Intolerância e discurso de ódio nas redes sociais
Enviada em 27/08/2021
O artigo 5º da Constituição Brasileira é clara em definir que a liberdade de expressão é inalienável, sendo vedado o anonimato. No mesmo artigo, assegura-se àquele que se sentir lesado em seu foro íntimo por meio de dano moral ou à própria imagem, acesso à justiça. Absorvido estes fatos, qualquer discussão acerca da intolerância e dos famigerados “discurso de ódio”, passa por dois entendimentos claros: de que intolerância é perigosa em si, conquanto que a definição de discurso de ódio é muito questionável. E as redes sociais têm amplificado estas questões ao colocar diferentes formas de pensamento em conflito, impedindo a maturidade de opinião entre as partes envolvidas.
Émile Durkhein, em sua teoria sobre o fato social, aponta que a sociedade força o comportamento e pensamentos dos indivíduos. É esta imposição que a intolerância reforça. Ela, manifestada em qualquer forma, é de natureza perniciosa, pois agride e quebra o conceito antropológico da alteridade, que é o respeito ao essencialmente diferente de si mesmo. Isto exclui de forma peremptória o direito de manifestação, podando pontos de vista diversos, importantes para o aprimoramento pessoal ou coletivo, além de impedir a coexistência de diferentes culturas.

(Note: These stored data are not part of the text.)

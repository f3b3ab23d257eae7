use std::io;

use thiserror::Error;
use tokio::io::{AsyncBufRead, AsyncBufReadExt, AsyncWrite, AsyncWriteExt};
use tracing::warn;

const LINE_ENDINGS: &[char] = &['\n', '\r'];

/// Clean-disconnect reason code carried in the `meta` digit of a
/// [`MessageKind::Disconnect`] frame.
pub const REASON_CLEAN: u8 = 0;

/// Role of a message on the wire, encoded as the first digit of a line.
///
/// Digits outside the five recognized values still decode (as [`Other`]) so
/// the codec round-trips them, but dispatch treats them as unknown.
///
/// [`Other`]: MessageKind::Other
#[derive(Debug, Clone, Copy, PartialEq, Eq)]
pub enum MessageKind {
    Join,
    Disconnect,
    UserText,
    KeepAlive,
    ServerReply,
    Other(u8),
}

impl MessageKind {
    pub fn from_digit(digit: u8) -> Self {
        match digit {
            1 => MessageKind::Join,
            2 => MessageKind::Disconnect,
            3 => MessageKind::UserText,
            4 => MessageKind::KeepAlive,
            5 => MessageKind::ServerReply,
            other => MessageKind::Other(other),
        }
    }

    pub fn digit(self) -> u8 {
        match self {
            MessageKind::Join => 1,
            MessageKind::Disconnect => 2,
            MessageKind::UserText => 3,
            MessageKind::KeepAlive => 4,
            MessageKind::ServerReply => 5,
            MessageKind::Other(other) => other,
        }
    }
}

/// One frame of the line protocol: a kind digit, a single auxiliary digit,
/// and the rest of the line as the body.
#[derive(Debug, Clone, PartialEq, Eq)]
pub struct Message {
    pub kind: MessageKind,
    pub meta: u8,
    pub body: String,
}

#[derive(Debug, Error, PartialEq, Eq)]
pub enum DecodeError {
    #[error("line too short for a kind+meta prefix")]
    TooShort,
    #[error("line prefix is not two ASCII digits")]
    NonDigitPrefix,
}

#[derive(Debug, Error, PartialEq, Eq)]
pub enum EncodeError {
    #[error("kind digit {0} is out of range 0..=9")]
    KindOutOfRange(u8),
    #[error("meta {0} does not fit in a single digit")]
    MetaOutOfRange(u8),
    #[error("body must not contain a newline")]
    BodyContainsNewline,
}

impl Message {
    pub fn new(kind: MessageKind, meta: u8, body: impl Into<String>) -> Self {
        Self {
            kind,
            meta,
            body: body.into(),
        }
    }

    /// Join request (client to server) or join acknowledgment (server to
    /// client); the body carries the username.
    pub fn join(username: &str) -> Self {
        Self::new(MessageKind::Join, 0, username)
    }

    /// Disconnect notice; `reason` rides in the meta digit and the body
    /// carries the username.
    pub fn disconnect(reason: u8, username: &str) -> Self {
        Self::new(MessageKind::Disconnect, reason, username)
    }

    pub fn user_text(text: &str) -> Self {
        Self::new(MessageKind::UserText, 0, text)
    }

    pub fn keep_alive() -> Self {
        Self::new(MessageKind::KeepAlive, 0, "")
    }

    pub fn server_reply(text: &str) -> Self {
        Self::new(MessageKind::ServerReply, 0, text)
    }

    /// Parses one line (without its terminator) into a message.
    pub fn decode(line: &str) -> Result<Self, DecodeError> {
        let mut chars = line.chars();
        let (kind, meta) = match (chars.next(), chars.next()) {
            (Some(kind), Some(meta)) => (kind, meta),
            _ => return Err(DecodeError::TooShort),
        };
        let kind = kind.to_digit(10).ok_or(DecodeError::NonDigitPrefix)? as u8;
        let meta = meta.to_digit(10).ok_or(DecodeError::NonDigitPrefix)? as u8;

        // Both prefix chars are ASCII digits, so the body starts at byte 2.
        Ok(Self {
            kind: MessageKind::from_digit(kind),
            meta,
            body: line[2..].to_string(),
        })
    }

    /// Renders the message as its wire line, without the terminator.
    pub fn encode(&self) -> Result<String, EncodeError> {
        let kind = self.kind.digit();
        if kind > 9 {
            return Err(EncodeError::KindOutOfRange(kind));
        }
        if self.meta > 9 {
            return Err(EncodeError::MetaOutOfRange(self.meta));
        }
        if self.body.contains('\n') {
            return Err(EncodeError::BodyContainsNewline);
        }

        let mut line = String::with_capacity(2 + self.body.len());
        line.push((b'0' + kind) as char);
        line.push((b'0' + self.meta) as char);
        line.push_str(&self.body);
        Ok(line)
    }
}

/// Reads the next decodable message from the stream.
///
/// Empty lines are skipped and malformed lines are logged and dropped, so a
/// framing error never tears down the connection. Returns `Ok(None)` at end
/// of stream.
pub async fn read_message<R>(reader: &mut R) -> io::Result<Option<Message>>
where
    R: AsyncBufRead + Unpin,
{
    let mut line = String::new();
    loop {
        line.clear();
        let bytes = reader.read_line(&mut line).await?;
        if bytes == 0 {
            return Ok(None);
        }

        let trimmed = line.trim_end_matches(LINE_ENDINGS);
        if trimmed.is_empty() {
            continue;
        }

        match Message::decode(trimmed) {
            Ok(message) => return Ok(Some(message)),
            Err(err) => warn!(%err, line = trimmed, "dropping malformed line"),
        }
    }
}

/// Encodes a message, appends the line terminator, and flushes so the peer
/// sees it promptly.
pub async fn write_message<W>(writer: &mut W, message: &Message) -> io::Result<()>
where
    W: AsyncWrite + Unpin,
{
    let mut encoded = message
        .encode()
        .map_err(|err| io::Error::new(io::ErrorKind::InvalidData, err))?
        .into_bytes();
    encoded.push(b'\n');
    writer.write_all(&encoded).await?;
    writer.flush().await?;
    Ok(())
}

#[cfg(test)]
mod tests {
    use super::*;

    #[test]
    fn known_kinds_round_trip() {
        let messages = [
            Message::join("alice"),
            Message::disconnect(REASON_CLEAN, "alice"),
            Message::user_text("3+4"),
            Message::keep_alive(),
            Message::server_reply("3+4=7"),
        ];
        for message in messages {
            let encoded = message.encode().expect("encode");
            assert_eq!(Message::decode(&encoded).expect("decode"), message);
        }
    }

    #[test]
    fn unknown_kind_round_trips() {
        let message = Message::new(MessageKind::Other(7), 9, "payload");
        let encoded = message.encode().expect("encode");
        assert_eq!(encoded, "79payload");
        assert_eq!(Message::decode(&encoded).expect("decode"), message);
    }

    #[test]
    fn decode_rejects_short_lines() {
        assert_eq!(Message::decode(""), Err(DecodeError::TooShort));
        assert_eq!(Message::decode("5"), Err(DecodeError::TooShort));
    }

    #[test]
    fn decode_rejects_non_digit_prefix() {
        assert_eq!(Message::decode("ab"), Err(DecodeError::NonDigitPrefix));
        assert_eq!(Message::decode("1xhello"), Err(DecodeError::NonDigitPrefix));
    }

    #[test]
    fn decode_splits_prefix_and_body() {
        let message = Message::decode("13hello").expect("decode");
        assert_eq!(message.kind, MessageKind::Join);
        assert_eq!(message.meta, 3);
        assert_eq!(message.body, "hello");
    }

    #[test]
    fn encode_rejects_contract_violations() {
        let oversized_meta = Message::new(MessageKind::Disconnect, 10, "alice");
        assert_eq!(
            oversized_meta.encode(),
            Err(EncodeError::MetaOutOfRange(10))
        );

        let embedded_newline = Message::user_text("two\nlines");
        assert_eq!(
            embedded_newline.encode(),
            Err(EncodeError::BodyContainsNewline)
        );

        let bad_kind = Message::new(MessageKind::Other(12), 0, "");
        assert_eq!(bad_kind.encode(), Err(EncodeError::KindOutOfRange(12)));
    }

    #[tokio::test]
    async fn read_message_skips_blank_and_malformed_lines() {
        let (mut writer, reader) = tokio::io::duplex(1024);
        let mut reader = tokio::io::BufReader::new(reader);

        writer
            .write_all(b"\nnot a frame\n303+4\n")
            .await
            .expect("write lines");
        drop(writer);

        let message = read_message(&mut reader)
            .await
            .expect("read message")
            .expect("expected message");
        assert_eq!(message, Message::user_text("3+4"));

        let end = read_message(&mut reader).await.expect("read at eof");
        assert_eq!(end, None);
    }

    #[tokio::test]
    async fn write_then_read_round_trips() {
        let (mut writer, reader) = tokio::io::duplex(1024);
        let mut reader = tokio::io::BufReader::new(reader);
        let message = Message::server_reply("6/4=1");

        write_message(&mut writer, &message)
            .await
            .expect("write message");
        let parsed = read_message(&mut reader)
            .await
            .expect("read message")
            .expect("expected message");

        assert_eq!(message, parsed);
    }
}
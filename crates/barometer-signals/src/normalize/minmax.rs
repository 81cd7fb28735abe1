//! Rolling Min-Max normalization onto a 0-100 scale.

use barometer_traits::{Normalizer, stats::window_min_max};
use serde::{Deserialize, Serialize};

/// Configuration for the rolling Min-Max score.
#[derive(Debug, Clone, Copy, PartialEq, Eq, Serialize, Deserialize)]
pub struct RollingMinMaxConfig {
    /// Trailing window length in calendar rows (default: 252)
    pub window: usize,

    /// Defined samples required inside the window before scoring (default: 20)
    pub min_periods: usize,

    /// Report `100 - score`, for inputs where a high reading means fear
    pub inverse: bool,
}

impl Default for RollingMinMaxConfig {
    fn default() -> Self {
        Self {
            window: 252,
            min_periods: 20,
            inverse: false,
        }
    }
}

/// Rolling Min-Max score.
///
/// At row `t`, with `min`/`max` taken over the defined values of the trailing
/// window (partial windows allowed once `min_periods` samples exist), the
/// score is `100 * (v[t] - min) / (max - min)`. A flat window uses a
/// denominator of 1, so the score is 0 rather than a division failure.
/// Scores are not clamped.
#[derive(Debug, Clone)]
pub struct RollingMinMax {
    config: RollingMinMaxConfig,
}

impl RollingMinMax {
    /// Create a new rolling Min-Max score with the given configuration.
    #[must_use]
    pub const fn new(config: RollingMinMaxConfig) -> Self {
        Self { config }
    }

    /// Whether the score is reported inverted.
    #[must_use]
    pub const fn is_inverse(&self) -> bool {
        self.config.inverse
    }

    fn score_at(&self, values: &[Option<f64>], t: usize) -> Option<f64> {
        let value = values[t]?;
        let start = (t + 1).saturating_sub(self.config.window);
        let (min, max, count) = window_min_max(&values[start..=t])?;
        if count < self.config.min_periods {
            return None;
        }

        let range = if max > min { max - min } else { 1.0 };
        let score = 100.0 * ((value - min) / range);

        Some(if self.config.inverse {
            100.0 - score
        } else {
            score
        })
    }
}

impl Default for RollingMinMax {
    fn default() -> Self {
        Self::new(RollingMinMaxConfig::default())
    }
}

impl Normalizer for RollingMinMax {
    fn name(&self) -> &str {
        if self.config.inverse {
            "rolling_minmax_inverse"
        } else {
            "rolling_minmax"
        }
    }

    fn normalize(&self, values: &[Option<f64>]) -> Vec<Option<f64>> {
        if self.config.window == 0 || self.config.min_periods == 0 {
            return vec![None; values.len()];
        }
        (0..values.len()).map(|t| self.score_at(values, t)).collect()
    }

    fn warm_up(&self) -> usize {
        self.config.min_periods
    }
}
//! Composite index construction from scored components.

use std::collections::{BTreeMap, BTreeSet};

use tracing::{debug, info, warn};

use barometer_signals::{ComponentScore, IndexKind};
use barometer_traits::{BarometerError, Date, Result};

use crate::combiner::{Combiner, ScoreColumn, to_options};
use crate::equal_weight::EqualWeightCombiner;
use crate::fixed_weight::{FixedWeightCombiner, FixedWeightConfig};

/// How a composite weights its components.
#[derive(Debug, Clone, Copy, PartialEq)]
pub enum Weighting {
    /// Fixed `(component, weight)` pairs, weights summing to 1.
    Fixed(&'static [(&'static str, f64)]),
    /// Arithmetic mean of the listed components.
    Equal(&'static [&'static str]),
}

/// Formula for one composite index.
#[derive(Debug, Clone, Copy, PartialEq)]
pub struct CompositeSpec {
    /// Which index this formula produces
    pub index: IndexKind,

    /// Component weighting
    pub weighting: Weighting,
}

impl CompositeSpec {
    /// Component names the composite reads, in formula order.
    pub fn inputs(&self) -> Vec<&'static str> {
        match self.weighting {
            Weighting::Fixed(terms) => terms.iter().map(|(name, _)| *name).collect(),
            Weighting::Equal(names) => names.to_vec(),
        }
    }

    fn combiner(&self) -> Box<dyn Combiner> {
        match self.weighting {
            Weighting::Fixed(terms) => Box::new(FixedWeightCombiner::new(
                FixedWeightConfig::from_pairs(terms),
            )),
            Weighting::Equal(_) => Box::new(EqualWeightCombiner::new()),
        }
    }
}

/// The five standard composites.
pub fn default_composites() -> Vec<CompositeSpec> {
    vec![
        CompositeSpec {
            index: IndexKind::Growth,
            weighting: Weighting::Fixed(&[("z_pmi", 0.5), ("z_ratio", 0.5)]),
        },
        CompositeSpec {
            index: IndexKind::Inflation,
            weighting: Weighting::Fixed(&[("z_t5yifr", 0.5), ("z_commodity", 0.5)]),
        },
        CompositeSpec {
            index: IndexKind::Liquidity,
            weighting: Weighting::Fixed(&[("z_net_liquidity", 1.0)]),
        },
        CompositeSpec {
            index: IndexKind::Sentiment,
            weighting: Weighting::Equal(&[
                "score_momentum",
                "score_vix",
                "score_putcall",
                "score_safehaven",
                "score_junk",
            ]),
        },
        CompositeSpec {
            index: IndexKind::Leading,
            weighting: Weighting::Equal(&["z_coppergold", "z_betavol", "z_yieldspread"]),
        },
    ]
}

/// Combines component scores into composite indices.
///
/// A composite row is defined only where every contributing component is
/// defined. Components whose source series was absent from the fetch are
/// dropped from their composite and the remaining weights renormalized; a
/// composite with no contributing component left is an error.
#[derive(Debug, Clone)]
pub struct IndexComposer {
    composites: Vec<CompositeSpec>,
}

impl IndexComposer {
    /// Create a composer for the given formulas.
    pub const fn new(composites: Vec<CompositeSpec>) -> Self {
        Self { composites }
    }

    /// Returns the composite formulas.
    pub fn composites(&self) -> &[CompositeSpec] {
        &self.composites
    }

    /// Computes every composite over the calendar.
    ///
    /// # Errors
    ///
    /// - [`BarometerError::InvalidData`] if a component column length differs
    ///   from the calendar length.
    /// - [`BarometerError::MissingColumn`] if a formula names a component that
    ///   was not scored.
    /// - [`BarometerError::InsufficientData`] if every component of a
    ///   composite was absent.
    pub fn compose(
        &self,
        calendar: Vec<Date>,
        components: Vec<ComponentScore>,
    ) -> Result<ScoreFrame> {
        if let Some(bad) = components.iter().find(|c| c.values.len() != calendar.len()) {
            return Err(BarometerError::InvalidData(format!(
                "component '{}' has {} rows, calendar has {}",
                bad.name,
                bad.values.len(),
                calendar.len()
            )));
        }

        let mut indices = BTreeMap::new();
        let mut dropped = BTreeSet::new();

        for spec in &self.composites {
            let mut columns = Vec::new();
            for name in spec.inputs() {
                let component = components
                    .iter()
                    .find(|c| c.name == name)
                    .ok_or_else(|| {
                        BarometerError::MissingColumn(format!(
                            "{name} (required by {} index)",
                            spec.index
                        ))
                    })?;

                if component.available {
                    columns.push(ScoreColumn::from_options(name, &component.values));
                } else {
                    warn!(
                        index = %spec.index,
                        component = name,
                        "component dropped from composite; weights renormalized"
                    );
                    dropped.insert(name.to_string());
                }
            }

            if columns.is_empty() {
                return Err(BarometerError::InsufficientData(format!(
                    "{} index: every component is absent",
                    spec.index
                )));
            }

            let combiner = spec.combiner();
            let values = to_options(&combiner.combine(&columns)?);
            debug!(
                index = %spec.index,
                combiner = combiner.name(),
                components = columns.len(),
                first_defined = ?values.iter().position(Option::is_some),
                "composed index"
            );
            indices.insert(spec.index, values);
        }

        info!(
            indices = indices.len(),
            rows = calendar.len(),
            dropped = dropped.len(),
            "composed indices"
        );

        Ok(ScoreFrame {
            calendar,
            indices,
            components,
            dropped,
        })
    }
}

impl Default for IndexComposer {
    fn default() -> Self {
        Self::new(default_composites())
    }
}

/// Composite and component columns over the calendar.
#[derive(Debug, Clone)]
pub struct ScoreFrame {
    calendar: Vec<Date>,
    indices: BTreeMap<IndexKind, Vec<Option<f64>>>,
    components: Vec<ComponentScore>,
    dropped: BTreeSet<String>,
}

impl ScoreFrame {
    /// Returns the calendar dates.
    pub fn calendar(&self) -> &[Date] {
        &self.calendar
    }

    /// Returns a composite column.
    pub fn index(&self, kind: IndexKind) -> Option<&[Option<f64>]> {
        self.indices.get(&kind).map(Vec::as_slice)
    }

    /// Returns a component column.
    pub fn component(&self, name: &str) -> Option<&[Option<f64>]> {
        self.components
            .iter()
            .find(|c| c.name == name)
            .map(|c| c.values.as_slice())
    }

    /// Components dropped from their composite because their input was absent.
    pub const fn dropped(&self) -> &BTreeSet<String> {
        &self.dropped
    }

    fn row_complete(&self, row: usize) -> bool {
        !self.indices.is_empty() && self.indices.values().all(|values| values[row].is_some())
    }

    /// First row where every composite is defined.
    pub fn first_valid_row(&self) -> Option<usize> {
        (0..self.calendar.len()).find(|&row| self.row_complete(row))
    }

    /// Last row where every composite is defined.
    pub fn latest_row(&self) -> Option<usize> {
        (0..self.calendar.len()).rev().find(|&row| self.row_complete(row))
    }

    /// Extracts the latest fully defined row.
    ///
    /// # Errors
    ///
    /// Returns [`BarometerError::InsufficientData`] if no row has every
    /// composite defined.
    pub fn latest(&self) -> Result<Snapshot> {
        let row = self.latest_row().ok_or_else(|| {
            let undefined: Vec<String> = self
                .indices
                .iter()
                .filter(|(_, values)| values.iter().all(Option::is_none))
                .map(|(kind, _)| kind.to_string())
                .collect();
            BarometerError::InsufficientData(if undefined.is_empty() {
                format!(
                    "no date among {} rows has every index defined",
                    self.calendar.len()
                )
            } else {
                format!("never defined: {}", undefined.join(", "))
            })
        })?;

        let mut values = BTreeMap::new();
        for (kind, column) in &self.indices {
            values.insert(kind.column().to_string(), column[row]);
        }
        for component in &self.components {
            values.insert(component.name.clone(), component.values[row]);
        }

        Ok(Snapshot {
            date: self.calendar[row],
            values,
        })
    }
}

/// Every composite and component value on one date.
#[derive(Debug, Clone, PartialEq)]
pub struct Snapshot {
    date: Date,
    values: BTreeMap<String, Option<f64>>,
}

impl Snapshot {
    /// Returns the snapshot date.
    pub const fn date(&self) -> Date {
        self.date
    }

    /// Returns a value by column name (composite column or component name).
    pub fn get(&self, name: &str) -> Option<f64> {
        self.values.get(name).copied().flatten()
    }

    /// Returns a composite value.
    pub fn index(&self, kind: IndexKind) -> Option<f64> {
        self.get(kind.column())
    }

    /// Returns all named values.
    pub const fn values(&self) -> &BTreeMap<String, Option<f64>> {
        &self.values
    }
}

E nas redes sociais, as pessoas se sentem seguras para oprimir minorias, principalmente quando acompanhadas por outras que possuem pensamentos semelhantes. Estas atitudes são maléficas, mas podem não ser discursos de ódio.
Em uma entrevista, o psicólogo canadense Jordan Peterson, ao ser confrontado do porquê o direito de liberdade de expressão dele deveria se sobrepor ao de uma pessoa trans de ser chamada como queira, respondeu de forma precisa: para ser capaz de pensar, tem-se que arriscar ser ofensivo. O ser humano é mutável, mas pode e deverá errar para amadurecer-se. Quando ocorre algum desacordo nas redes sociais entre grupos ou dois indivíduos, pode haver sim uma intenção de entendimento ou busca para convencer de modo real a outra parte. Dentro deste processo, ambas partes podem errar ou se sentirem ofendidas, já que faz parte da provocação. Mas isto não é violência. Não se deve, dessa forma, podar esta situação dando-lhe a pecha de discurso de ódio, pois seria uma agressão às liberdades.
O educador Piaget dizia que o aluno erra não porque quer errar, mas com a intenção de acertar. Assim são as pessoas, não somente no mundo virtual, mas no real também. Logo, para regular sem impor, é preciso educar. Dessarte, é imperativo que redes sociais em conjunto com o Ministério dos Direitos Humanos produzam conteúdos publicitários mostrando o que são de fato intolerância e discussões tóxicas, para propiciarem aos participantes das comunidades o discernimento do que é um ato de intolerância e uma discussão normal. Desta forma, as pessoas poderão por si mesma construirem seus entendimentos sem agredir alguém, além de preservar a liberdade de expressão.